Afora estas reflexões de viés teórico, cabe ressaltar os efeitos concretos deste tipo de ciência e de técnica desenvolvido a partir da modernidade e vigente ainda hoje. No afã de dominar tudo, criou-se o princípio de autodestruição com todo tipo de armas letais, o que mostra que a racionalidade técnico-científica se fez totalmente irracional.
A fúria por acumulação devastou praticamente todos os ecosistemas terrestres e marinhos. O consumo dos países opulentos exige mais de uma Terra e meia de bens e serviços, coisa que ela não pode atender: a conhecida “Sobrecarga da Terra”. A extração extremamente intensiva dos recursos naturais, alguns commons coletivos (como água, florestas e sementes), levou à crise ecológico-social de hoje.
Esta crise se mostra pelo aquecimento global que é sem precedentes desde o último período interglacial há 125 mil anos atrás. As temperaturas globais atingiram o recorde em 2023 e em 2024, chegando a 1,5ºC acima do período pré-industrial (1850-1900). As inundações e queimadas assolaram várias regiões como entre nós no Rio Grande do Sul e no Pantanal.
A desigualdade social é uma das realidades mais perversas: 1% mais rico possui mais da metade da riqueza mundial. A poluição do ar por mini-partículas é responsável por muitas doenças e anualmente por sete milhões de mortes prematuras. E poderíamos prosseguir com muitos outros efeitos danosos resultantes deste paradigma.
O importante é dizer que esta degradação do planeta Terra e da vida tem como principais agentes exatamente aqueles que se reúnem na Cúpula dos G20 (com algumas exceções): os Governos onde estão os poderosos e endinheirados deste mundo. É sintomático que no item “Justiça Social” não há uma palavra sobre a brutal desigualdade social mundial. Concentram-se na expansão do acesso universal à internet.
No item “Bioeconomia” esperávamos que se referisse à superação do tipo atual de economia, altamente excludente, centrada na produção de bens materiais. Ao invés de colocar, como o título sugere, a vida no centro e a ciência e tecnologia, a política e a economia a serviço da vida.

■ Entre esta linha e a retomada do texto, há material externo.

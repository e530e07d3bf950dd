//! Client -> Server message parsing.

use crate::ProtocolError;
use serde::Deserialize;

/// Parsed client message.
#[derive(Debug, Clone, PartialEq, Deserialize)]
#[serde(tag = "type", rename_all = "lowercase")]
pub enum ClientMessage {
    /// Continuous heading update for the sender's snake.
    #[serde(rename_all = "camelCase")]
    Move { player_id: u32, angle: f64 },
    /// Any message kind this server does not know about.
    #[serde(other)]
    Unknown,
}

impl ClientMessage {
    /// Parse a client message from a text frame.
    pub fn parse(text: &str) -> Result<Self, ProtocolError> {
        serde_json::from_str(text).map_err(ProtocolError::Malformed)
    }
}
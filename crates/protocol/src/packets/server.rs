//! Server -> Client messages and the world snapshot payload.

use crate::ProtocolError;
use serde::{Deserialize, Serialize};
use std::collections::BTreeMap;

/// A 2D point on the wire.
#[derive(Debug, Clone, Copy, PartialEq, Default, Serialize, Deserialize)]
pub struct Point {
    pub x: f64,
    pub y: f64,
}

impl Point {
    pub const fn new(x: f64, y: f64) -> Self {
        Self { x, y }
    }
}

/// Public view of one snake.
#[derive(Debug, Clone, PartialEq, Serialize, Deserialize)]
pub struct PlayerState {
    pub id: u32,
    pub x: f64,
    pub y: f64,
    /// Head first.
    pub segments: Vec<Point>,
    pub angle: f64,
    pub alive: bool,
    /// `#RRGGBB`.
    pub color: String,
}

/// Power-up kinds.
#[derive(Debug, Clone, Copy, PartialEq, Eq, Hash, Serialize, Deserialize)]
#[serde(rename_all = "camelCase")]
pub enum PowerUpKind {
    SpeedBoost,
    Invincible,
    Cutter,
    Magnet,
}

impl PowerUpKind {
    pub const ALL: [PowerUpKind; 4] = [
        PowerUpKind::SpeedBoost,
        PowerUpKind::Invincible,
        PowerUpKind::Cutter,
        PowerUpKind::Magnet,
    ];
}

/// Public view of an active power-up.
#[derive(Debug, Clone, Copy, PartialEq, Serialize, Deserialize)]
pub struct PowerUpState {
    pub id: u32,
    #[serde(rename = "type")]
    pub kind: PowerUpKind,
    pub x: f64,
    pub y: f64,
}

/// Pellet type tag. Only one kind exists today.
#[derive(Debug, Clone, Copy, PartialEq, Eq, Default, Serialize, Deserialize)]
#[serde(rename_all = "lowercase")]
pub enum PelletKind {
    #[default]
    Score,
}

/// A food pellet left behind by a dead snake.
#[derive(Debug, Clone, Copy, PartialEq, Serialize, Deserialize)]
pub struct FoodPellet {
    pub x: f64,
    pub y: f64,
    #[serde(rename = "type")]
    pub kind: PelletKind,
}

impl FoodPellet {
    pub const fn new(x: f64, y: f64) -> Self {
        Self {
            x,
            y,
            kind: PelletKind::Score,
        }
    }
}

/// Sound hint for the tick that produced a snapshot.
#[derive(Debug, Clone, Copy, PartialEq, Eq, Serialize, Deserialize)]
#[serde(rename_all = "lowercase")]
pub enum Sound {
    Collision,
    Eat,
}

/// Complete world state at one tick.
#[derive(Debug, Clone, PartialEq, Serialize, Deserialize)]
#[serde(rename_all = "camelCase")]
pub struct GameSnapshot {
    pub players: Vec<PlayerState>,
    pub food: Point,
    pub scores: BTreeMap<u32, i64>,
    pub boundary_radius: f64,
    pub food_pellets: Vec<FoodPellet>,
    pub power_ups: Vec<PowerUpState>,
    #[serde(default, skip_serializing_if = "Option::is_none")]
    pub sound: Option<Sound>,
}

/// Server message.
#[derive(Debug, Clone, PartialEq, Serialize)]
#[serde(tag = "type", rename_all = "lowercase")]
pub enum ServerMessage {
    /// Sent once after connect.
    #[serde(rename_all = "camelCase")]
    Init { player_id: u32, data: GameSnapshot },
    /// Sent every tick.
    Update { data: GameSnapshot },
}

impl ServerMessage {
    /// Encode to a JSON text frame.
    pub fn to_json(&self) -> Result<String, ProtocolError> {
        serde_json::to_string(self).map_err(ProtocolError::Encode)
    }
}
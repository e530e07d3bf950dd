//! Game entities.
//!
//! Snakes are owned by players; power-ups are spawned by the pickup registry.

mod power_up;
mod snake;

pub use power_up::PowerUp;
pub use snake::Snake;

Mas faz-se uma conclamação “para formular um quadro de políticas conjuntas que permite os países implantar programas de bioeconomia…melhorar a qualidade de vida e proteger os recursos naturais”.
Sem tocar no sistema acumulador e excludente, é um belo propósito como o Acordo de Paris de 2015 que não foi posto em prática. Tal propósito idealista vai contra a lógica do sistema dominante. Seguramente não será implantado.
Estas são algumas ponderações críticas às propostas dos técnicos e cientistas que serão apresentadas na Cúpula do G20 no Rio de Janeiro.
Ressalvo a proposta do Presidente Lula de formar uma Aliança Global contra a Fome e a Pobreza. Mas a verdade tem que ser dita: esse tipo de tecno-ciência, sem consciência, não é suficientemente bom para a transformação mundial. Se ficarmos apenas nos meios sem definir outros fins humanitários e ecológicos, sob outro paradigma, caminharemos na direção de uma catástrofe incomensurável.
Quanto de verdade e quanto de mudança de rumo suporta o espírito do capital? Eis a questão que dificilmente encontrará uma resposta.